El secretario a su vez, aunque no empezaba ningún discurso, sentía emociones muy vivas, no ciertamente por la ceremonia que acababa de presenciar. Esta no había concluido, cuando Monsalud vio en la tribuna de enfrente a una persona cuya presencia embargó de súbito sus facultades, dejándole atónito y confuso. Estupor más grande no lo tuvo en su vida. Fijó bien la atención, creyendo equivocarse; pero una observación prolija le convenció de la realidad de la imagen percibida. A un tiempo mismo llenaban su espíritu secreto alborozo y una especie de terror instintivo, al cual podía hallar de pronto justificación cumplida. Miraba a la persona y sus ojos sorprendieron la furtiva mirada de ella. Trató de sobreponerse a un dominio que era de su agrado, y a sentimientos que con pasmosa rapidez principiaban a subyugarle; pero a la medida de sus esfuerzos crecían su debilidad y la esclavitud de su ánimo. Esto y lo que pasa a los peces cuando tiran del anzuelo para librarse de él, es una misma cosa.

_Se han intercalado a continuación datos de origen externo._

//! Line sources and the Include stack
//!
//! A [`ConfReader`] is one open source with its own line counter. The
//! [`ReaderStack`] keeps the active reader plus every reader suspended by an
//! `Include`, so diagnostics always report lines of the file being read and
//! a parent resumes exactly where it stopped.

use crate::token::{tokenize_line, Token};
use crate::{ConfigError, Result};
use std::fs::File;
use std::io::{BufRead, BufReader, Read};
use std::path::{Path, PathBuf};

/// Longest accepted line, in bytes, excluding the line terminator
pub const MAX_LINE_LENGTH: usize = 4096;

/// One input source and its line counter
pub struct ConfReader<'a> {
    inner: Box<dyn BufRead + 'a>,
    label: String,
    line: usize,
}

impl<'a> ConfReader<'a> {
    /// Wrap any reader; `label` names the source in log output.
    pub fn new<R: Read + 'a>(reader: R, label: impl Into<String>) -> Self {
        Self {
            inner: Box::new(BufReader::with_capacity(MAX_LINE_LENGTH, reader)),
            label: label.into(),
            line: 0,
        }
    }

    /// Number of the last line read (0 before the first line)
    pub fn line(&self) -> usize {
        self.line
    }

    pub fn label(&self) -> &str {
        &self.label
    }

    /// Read and classify the next line; `None` at end of input.
    pub fn next_token(&mut self) -> Result<Option<Token>> {
        let mut buf = Vec::new();
        let limit = (MAX_LINE_LENGTH + 2) as u64;
        let read = (&mut self.inner).take(limit).read_until(b'\n', &mut buf)?;
        if read == 0 {
            return Ok(None);
        }
        self.line += 1;

        if buf.last() == Some(&b'\n') {
            buf.pop();
            if buf.last() == Some(&b'\r') {
                buf.pop();
            }
        }
        if buf.len() > MAX_LINE_LENGTH {
            return Err(ConfigError::LineTooLong { line: self.line });
        }

        let text = String::from_utf8_lossy(&buf);
        tokenize_line(&text, self.line).map(Some)
    }
}

impl ConfReader<'static> {
    /// Open a file as a source labelled with its path.
    pub fn open(path: &Path) -> std::io::Result<Self> {
        let file = File::open(path)?;
        Ok(Self::new(file, path.display().to_string()))
    }
}

impl std::fmt::Debug for ConfReader<'_> {
    fn fmt(&self, f: &mut std::fmt::Formatter<'_>) -> std::fmt::Result {
        f.debug_struct("ConfReader")
            .field("label", &self.label)
            .field("line", &self.line)
            .finish()
    }
}

/// The active reader plus readers suspended by `Include`
#[derive(Debug)]
pub struct ReaderStack<'a> {
    active: ConfReader<'a>,
    suspended: Vec<ConfReader<'a>>,
}

impl<'a> ReaderStack<'a> {
    pub fn new(primary: ConfReader<'a>) -> Self {
        Self {
            active: primary,
            suspended: Vec::new(),
        }
    }

    /// The reader currently being parsed
    pub fn active(&self) -> &ConfReader<'a> {
        &self.active
    }

    /// Number of suspended readers
    pub fn depth(&self) -> usize {
        self.suspended.len()
    }

    /// Open `path` and continue from its first line. The current reader
    /// resumes after the included file is exhausted.
    pub fn include(&mut self, path: &Path) -> Result<()> {
        let line = self.active.line();
        let reader = ConfReader::open(path).map_err(|source| ConfigError::Include {
            line,
            path: PathBuf::from(path),
            source,
        })?;
        self.push(reader);
        Ok(())
    }

    /// Suspend the active reader in favour of `reader`.
    pub fn push(&mut self, reader: ConfReader<'a>) {
        tracing::debug!(
            "Including {} from {} line {}",
            reader.label(),
            self.active.label(),
            self.active.line()
        );
        let parent = std::mem::replace(&mut self.active, reader);
        self.suspended.push(parent);
    }

    /// Resume the most recently suspended reader. Returns `false` when the
    /// primary reader is active and nothing is left to resume.
    pub fn pop(&mut self) -> bool {
        match self.suspended.pop() {
            Some(parent) => {
                let finished = std::mem::replace(&mut self.active, parent);
                tracing::debug!(
                    "Finished {}, resuming {} after line {}",
                    finished.label(),
                    self.active.label(),
                    self.active.line()
                );
                true
            }
            None => false,
        }
    }

    /// Next token from the active reader; `None` at end of its input.
    pub fn next_token(&mut self) -> Result<Option<Token>> {
        self.active.next_token()
    }
}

Y en tanto el Duque navegaba por el piélago inmenso de su discurso. Había afrontado impávido y sereno, los escollos del exordio y entrado en la exposición que le ofrecía su ancho campo cerúleo, despejado, claro y llano como un mar sin olas; pero de pronto, ¡oh perversidad de los hados que protegen la oratoria! ¡oh picardía de la maligna Palas! el Duque tropezó, equivocando una oración por otra y enredándose en una palabra. Mascó durante breve rato, tratando de salir del paso por medio de un esfuerzo de ingenio; mas para esto era necesario improvisar, y Su Excelencia no era fuerte en la improvisación. ¡Qué lástima, equivocarse precisamente cuando iba a examinar con crítica aguda la conducta del Ministerio; equivocarse cuando Alcalá Galiano e Isturiz estaban mudos de asombro ante aquel ignoto prodigio de elocuencia que tan inesperadamente aparecía!
El del Parque sintió que su frente se cubría de sudor; trató de recordar, llamó la memoria; pero el discurso había desaparecido ante los ojos de su entendimiento; se había borrado por completo y en su lugar una inmensidad negra, horrendo caos sin una línea, sin una idea, sin un rasgo se extendía ante el atribulado espíritu del orador.
Al verse perdido, miró a la tribuna, esperando que la presencia de su amigo, devolviéndole la serenidad, le devolviese el evaporado discurso, pero entonces su angustia fue más grande. El amigo, el secretario, el confidente había desaparecido.
Entonces el Duque sintió un mareo espantoso; en su garganta formose un nudo; miró al Presidente con desesperación, con angustia, como un náufrago que pide socorro.
Los diputados todos le observaban, aguardando a ver en qué pararía aquello. Su Excelencia tartamudeó excusas que nadie pudo comprender, y al fin exclamó con voz clara:
-Señores diputados, señor presidente... He dicho.